## Your goal
Among the entries below, how many lines contain the string "shelfwatch"? Reply with that number alone.

## Provided information
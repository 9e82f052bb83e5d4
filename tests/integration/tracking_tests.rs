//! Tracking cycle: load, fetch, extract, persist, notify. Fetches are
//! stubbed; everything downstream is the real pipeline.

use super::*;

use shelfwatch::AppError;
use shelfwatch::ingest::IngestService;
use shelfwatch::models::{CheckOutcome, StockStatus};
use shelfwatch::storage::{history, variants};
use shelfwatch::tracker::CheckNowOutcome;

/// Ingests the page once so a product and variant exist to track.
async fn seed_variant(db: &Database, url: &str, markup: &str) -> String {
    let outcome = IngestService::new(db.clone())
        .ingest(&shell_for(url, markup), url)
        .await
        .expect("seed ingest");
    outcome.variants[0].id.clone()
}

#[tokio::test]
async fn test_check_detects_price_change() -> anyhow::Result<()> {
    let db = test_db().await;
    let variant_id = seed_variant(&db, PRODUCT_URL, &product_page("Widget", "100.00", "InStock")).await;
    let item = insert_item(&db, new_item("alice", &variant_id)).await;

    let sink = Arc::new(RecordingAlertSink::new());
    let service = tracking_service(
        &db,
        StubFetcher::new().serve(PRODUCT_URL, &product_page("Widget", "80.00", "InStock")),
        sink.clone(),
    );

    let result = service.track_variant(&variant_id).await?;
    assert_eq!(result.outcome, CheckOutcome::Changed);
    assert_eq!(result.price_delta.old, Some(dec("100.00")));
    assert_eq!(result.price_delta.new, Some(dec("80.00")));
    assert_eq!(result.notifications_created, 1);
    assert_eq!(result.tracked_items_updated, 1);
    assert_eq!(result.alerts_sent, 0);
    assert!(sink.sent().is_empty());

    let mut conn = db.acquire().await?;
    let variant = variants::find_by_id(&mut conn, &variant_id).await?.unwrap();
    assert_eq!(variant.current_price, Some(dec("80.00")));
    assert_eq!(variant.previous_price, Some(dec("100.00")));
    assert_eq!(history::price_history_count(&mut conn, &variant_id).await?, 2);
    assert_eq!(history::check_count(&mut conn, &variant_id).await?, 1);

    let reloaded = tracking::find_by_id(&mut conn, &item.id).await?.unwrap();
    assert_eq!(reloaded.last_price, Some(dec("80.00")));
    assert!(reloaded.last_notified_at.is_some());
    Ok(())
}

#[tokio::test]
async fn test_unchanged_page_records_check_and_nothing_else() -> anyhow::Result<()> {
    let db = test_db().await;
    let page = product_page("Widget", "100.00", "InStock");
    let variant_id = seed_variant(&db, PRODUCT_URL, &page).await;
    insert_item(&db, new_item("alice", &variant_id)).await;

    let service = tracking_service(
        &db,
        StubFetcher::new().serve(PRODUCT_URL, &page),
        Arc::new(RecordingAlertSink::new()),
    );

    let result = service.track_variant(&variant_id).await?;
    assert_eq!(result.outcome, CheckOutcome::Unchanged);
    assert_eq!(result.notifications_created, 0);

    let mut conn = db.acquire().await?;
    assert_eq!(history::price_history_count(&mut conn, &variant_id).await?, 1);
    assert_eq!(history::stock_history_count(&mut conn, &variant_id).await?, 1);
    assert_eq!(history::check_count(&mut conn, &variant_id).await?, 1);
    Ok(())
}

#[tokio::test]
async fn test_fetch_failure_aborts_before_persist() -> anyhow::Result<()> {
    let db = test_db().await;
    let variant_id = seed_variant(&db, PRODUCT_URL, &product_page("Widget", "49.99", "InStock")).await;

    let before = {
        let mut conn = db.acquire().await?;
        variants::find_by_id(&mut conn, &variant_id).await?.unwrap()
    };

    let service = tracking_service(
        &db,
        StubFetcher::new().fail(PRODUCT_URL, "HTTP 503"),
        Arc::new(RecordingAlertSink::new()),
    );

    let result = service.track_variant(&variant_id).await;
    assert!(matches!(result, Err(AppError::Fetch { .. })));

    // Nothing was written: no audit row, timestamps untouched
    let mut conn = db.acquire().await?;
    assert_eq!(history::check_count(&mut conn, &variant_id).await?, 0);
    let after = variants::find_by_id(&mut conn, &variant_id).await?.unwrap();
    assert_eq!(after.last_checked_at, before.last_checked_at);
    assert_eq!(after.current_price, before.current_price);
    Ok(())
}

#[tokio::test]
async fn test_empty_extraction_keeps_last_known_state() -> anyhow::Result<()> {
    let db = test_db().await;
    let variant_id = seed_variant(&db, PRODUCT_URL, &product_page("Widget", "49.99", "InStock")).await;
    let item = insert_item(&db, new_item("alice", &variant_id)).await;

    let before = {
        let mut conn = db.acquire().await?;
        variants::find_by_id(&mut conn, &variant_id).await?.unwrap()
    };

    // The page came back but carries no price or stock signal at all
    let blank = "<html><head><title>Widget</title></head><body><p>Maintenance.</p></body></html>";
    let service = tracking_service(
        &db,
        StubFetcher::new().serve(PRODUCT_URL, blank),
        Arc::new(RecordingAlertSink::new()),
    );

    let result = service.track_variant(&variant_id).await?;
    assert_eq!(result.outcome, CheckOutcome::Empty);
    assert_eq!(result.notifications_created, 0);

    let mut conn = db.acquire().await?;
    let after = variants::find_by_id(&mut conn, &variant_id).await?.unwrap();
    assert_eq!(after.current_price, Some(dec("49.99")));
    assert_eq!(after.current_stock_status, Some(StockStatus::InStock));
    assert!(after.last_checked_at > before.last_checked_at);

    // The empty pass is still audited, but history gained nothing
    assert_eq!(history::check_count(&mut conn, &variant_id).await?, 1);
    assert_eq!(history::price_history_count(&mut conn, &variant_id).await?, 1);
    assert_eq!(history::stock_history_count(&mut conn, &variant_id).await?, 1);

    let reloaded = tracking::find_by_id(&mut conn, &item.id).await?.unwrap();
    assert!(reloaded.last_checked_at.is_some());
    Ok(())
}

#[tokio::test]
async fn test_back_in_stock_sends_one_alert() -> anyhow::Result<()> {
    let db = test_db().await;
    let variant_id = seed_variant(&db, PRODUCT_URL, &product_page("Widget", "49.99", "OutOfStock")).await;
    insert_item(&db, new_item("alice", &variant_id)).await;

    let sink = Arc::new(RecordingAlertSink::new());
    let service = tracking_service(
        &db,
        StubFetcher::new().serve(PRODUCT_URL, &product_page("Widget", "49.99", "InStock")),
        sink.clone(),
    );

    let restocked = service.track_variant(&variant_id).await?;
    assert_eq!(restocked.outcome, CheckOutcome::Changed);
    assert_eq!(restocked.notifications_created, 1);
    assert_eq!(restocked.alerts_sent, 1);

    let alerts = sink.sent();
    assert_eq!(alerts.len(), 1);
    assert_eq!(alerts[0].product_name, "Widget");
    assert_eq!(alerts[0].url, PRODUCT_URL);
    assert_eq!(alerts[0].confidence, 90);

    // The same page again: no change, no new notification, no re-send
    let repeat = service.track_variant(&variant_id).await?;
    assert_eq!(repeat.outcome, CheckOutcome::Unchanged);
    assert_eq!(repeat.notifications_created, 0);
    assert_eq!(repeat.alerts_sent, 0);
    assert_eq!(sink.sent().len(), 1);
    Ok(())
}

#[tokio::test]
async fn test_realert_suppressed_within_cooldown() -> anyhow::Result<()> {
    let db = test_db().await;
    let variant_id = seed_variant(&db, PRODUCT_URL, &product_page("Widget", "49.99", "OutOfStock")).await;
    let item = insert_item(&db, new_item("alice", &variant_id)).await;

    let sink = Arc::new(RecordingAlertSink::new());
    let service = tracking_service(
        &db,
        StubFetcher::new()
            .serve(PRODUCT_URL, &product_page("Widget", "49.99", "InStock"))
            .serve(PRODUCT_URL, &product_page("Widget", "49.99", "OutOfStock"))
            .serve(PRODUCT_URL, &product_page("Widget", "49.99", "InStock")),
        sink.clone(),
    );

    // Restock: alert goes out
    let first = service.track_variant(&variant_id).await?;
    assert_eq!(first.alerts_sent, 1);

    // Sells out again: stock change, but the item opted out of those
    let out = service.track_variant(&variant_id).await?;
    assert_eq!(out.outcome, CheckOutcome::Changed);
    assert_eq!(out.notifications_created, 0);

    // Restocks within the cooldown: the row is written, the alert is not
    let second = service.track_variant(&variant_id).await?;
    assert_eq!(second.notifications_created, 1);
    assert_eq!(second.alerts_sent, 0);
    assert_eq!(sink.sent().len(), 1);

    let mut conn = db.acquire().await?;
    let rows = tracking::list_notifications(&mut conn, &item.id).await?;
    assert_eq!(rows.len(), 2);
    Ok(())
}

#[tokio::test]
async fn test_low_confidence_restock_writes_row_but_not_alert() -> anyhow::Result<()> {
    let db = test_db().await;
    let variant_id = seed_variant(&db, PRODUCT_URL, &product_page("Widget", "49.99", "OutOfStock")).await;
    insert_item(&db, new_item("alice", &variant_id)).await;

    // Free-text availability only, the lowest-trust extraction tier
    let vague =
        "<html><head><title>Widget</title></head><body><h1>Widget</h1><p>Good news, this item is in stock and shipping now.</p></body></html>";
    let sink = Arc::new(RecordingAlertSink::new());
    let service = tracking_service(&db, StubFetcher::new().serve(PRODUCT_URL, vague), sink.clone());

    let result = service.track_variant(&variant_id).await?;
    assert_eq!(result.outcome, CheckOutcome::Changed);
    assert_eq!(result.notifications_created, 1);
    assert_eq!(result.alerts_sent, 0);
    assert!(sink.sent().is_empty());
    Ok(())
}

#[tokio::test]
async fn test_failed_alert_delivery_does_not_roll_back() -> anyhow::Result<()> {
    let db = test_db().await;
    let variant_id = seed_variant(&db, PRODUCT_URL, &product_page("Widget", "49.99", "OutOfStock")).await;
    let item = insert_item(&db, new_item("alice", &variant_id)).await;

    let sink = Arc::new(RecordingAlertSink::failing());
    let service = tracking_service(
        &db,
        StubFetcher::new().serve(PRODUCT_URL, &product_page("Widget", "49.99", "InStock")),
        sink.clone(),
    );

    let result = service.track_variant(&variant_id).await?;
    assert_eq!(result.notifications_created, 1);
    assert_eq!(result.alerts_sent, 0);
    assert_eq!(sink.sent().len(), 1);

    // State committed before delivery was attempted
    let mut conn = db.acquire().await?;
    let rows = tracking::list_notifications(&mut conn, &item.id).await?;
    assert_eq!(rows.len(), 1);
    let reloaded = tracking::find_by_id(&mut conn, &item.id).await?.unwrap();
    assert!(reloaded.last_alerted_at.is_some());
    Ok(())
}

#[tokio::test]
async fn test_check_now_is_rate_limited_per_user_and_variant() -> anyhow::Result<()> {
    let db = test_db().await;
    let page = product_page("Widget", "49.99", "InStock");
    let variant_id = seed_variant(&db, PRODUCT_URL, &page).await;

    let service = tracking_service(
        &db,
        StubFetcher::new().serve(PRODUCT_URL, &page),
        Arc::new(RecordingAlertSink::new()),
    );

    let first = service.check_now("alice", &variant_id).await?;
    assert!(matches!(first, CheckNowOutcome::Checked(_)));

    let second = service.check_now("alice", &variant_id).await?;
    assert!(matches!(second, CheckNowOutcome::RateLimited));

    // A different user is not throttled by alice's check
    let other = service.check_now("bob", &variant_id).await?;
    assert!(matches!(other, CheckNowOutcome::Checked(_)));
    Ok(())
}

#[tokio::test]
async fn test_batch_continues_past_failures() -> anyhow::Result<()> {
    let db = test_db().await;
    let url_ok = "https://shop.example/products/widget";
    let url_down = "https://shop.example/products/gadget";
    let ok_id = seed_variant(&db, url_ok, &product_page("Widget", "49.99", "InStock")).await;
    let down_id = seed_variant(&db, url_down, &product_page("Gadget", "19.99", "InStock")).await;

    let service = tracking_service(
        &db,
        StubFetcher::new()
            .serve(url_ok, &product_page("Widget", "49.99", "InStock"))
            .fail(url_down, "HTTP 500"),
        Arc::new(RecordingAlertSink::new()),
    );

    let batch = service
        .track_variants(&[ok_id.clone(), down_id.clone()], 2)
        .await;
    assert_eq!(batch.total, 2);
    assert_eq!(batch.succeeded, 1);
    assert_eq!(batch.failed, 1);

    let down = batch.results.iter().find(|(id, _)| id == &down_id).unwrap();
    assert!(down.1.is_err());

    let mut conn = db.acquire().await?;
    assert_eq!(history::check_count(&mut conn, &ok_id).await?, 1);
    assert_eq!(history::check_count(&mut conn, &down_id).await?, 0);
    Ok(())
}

* * *

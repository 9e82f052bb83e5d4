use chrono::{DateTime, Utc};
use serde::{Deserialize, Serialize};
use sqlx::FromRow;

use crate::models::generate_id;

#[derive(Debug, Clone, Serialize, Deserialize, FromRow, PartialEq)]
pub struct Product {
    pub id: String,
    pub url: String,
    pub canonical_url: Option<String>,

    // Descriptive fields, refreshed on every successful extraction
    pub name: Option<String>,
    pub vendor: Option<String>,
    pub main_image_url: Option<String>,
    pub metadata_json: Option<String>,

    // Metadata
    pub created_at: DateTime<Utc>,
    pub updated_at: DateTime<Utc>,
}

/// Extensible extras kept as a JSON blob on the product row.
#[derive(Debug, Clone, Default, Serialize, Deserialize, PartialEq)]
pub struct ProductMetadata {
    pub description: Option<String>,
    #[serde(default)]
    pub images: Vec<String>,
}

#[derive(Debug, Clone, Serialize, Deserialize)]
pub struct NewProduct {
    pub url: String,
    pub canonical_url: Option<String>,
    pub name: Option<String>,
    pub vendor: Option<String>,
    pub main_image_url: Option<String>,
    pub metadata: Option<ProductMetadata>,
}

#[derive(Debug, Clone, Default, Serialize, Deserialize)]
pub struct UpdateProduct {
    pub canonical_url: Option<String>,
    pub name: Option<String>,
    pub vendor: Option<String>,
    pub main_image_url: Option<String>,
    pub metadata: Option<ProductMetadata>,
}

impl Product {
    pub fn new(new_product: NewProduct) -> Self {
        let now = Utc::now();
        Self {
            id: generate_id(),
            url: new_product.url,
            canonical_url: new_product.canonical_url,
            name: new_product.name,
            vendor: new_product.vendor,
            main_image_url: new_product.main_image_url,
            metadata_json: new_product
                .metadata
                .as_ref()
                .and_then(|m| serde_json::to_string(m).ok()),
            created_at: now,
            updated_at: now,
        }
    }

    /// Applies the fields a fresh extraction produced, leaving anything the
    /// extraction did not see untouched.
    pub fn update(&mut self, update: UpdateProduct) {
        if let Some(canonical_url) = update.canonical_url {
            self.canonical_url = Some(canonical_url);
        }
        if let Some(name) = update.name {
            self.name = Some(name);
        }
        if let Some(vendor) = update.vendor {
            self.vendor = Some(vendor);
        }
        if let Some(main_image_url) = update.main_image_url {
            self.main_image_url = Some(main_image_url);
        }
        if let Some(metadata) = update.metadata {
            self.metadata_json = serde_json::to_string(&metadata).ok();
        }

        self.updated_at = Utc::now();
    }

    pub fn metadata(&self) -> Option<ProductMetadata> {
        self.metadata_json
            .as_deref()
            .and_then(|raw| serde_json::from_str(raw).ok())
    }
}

## Answer to this exercise
5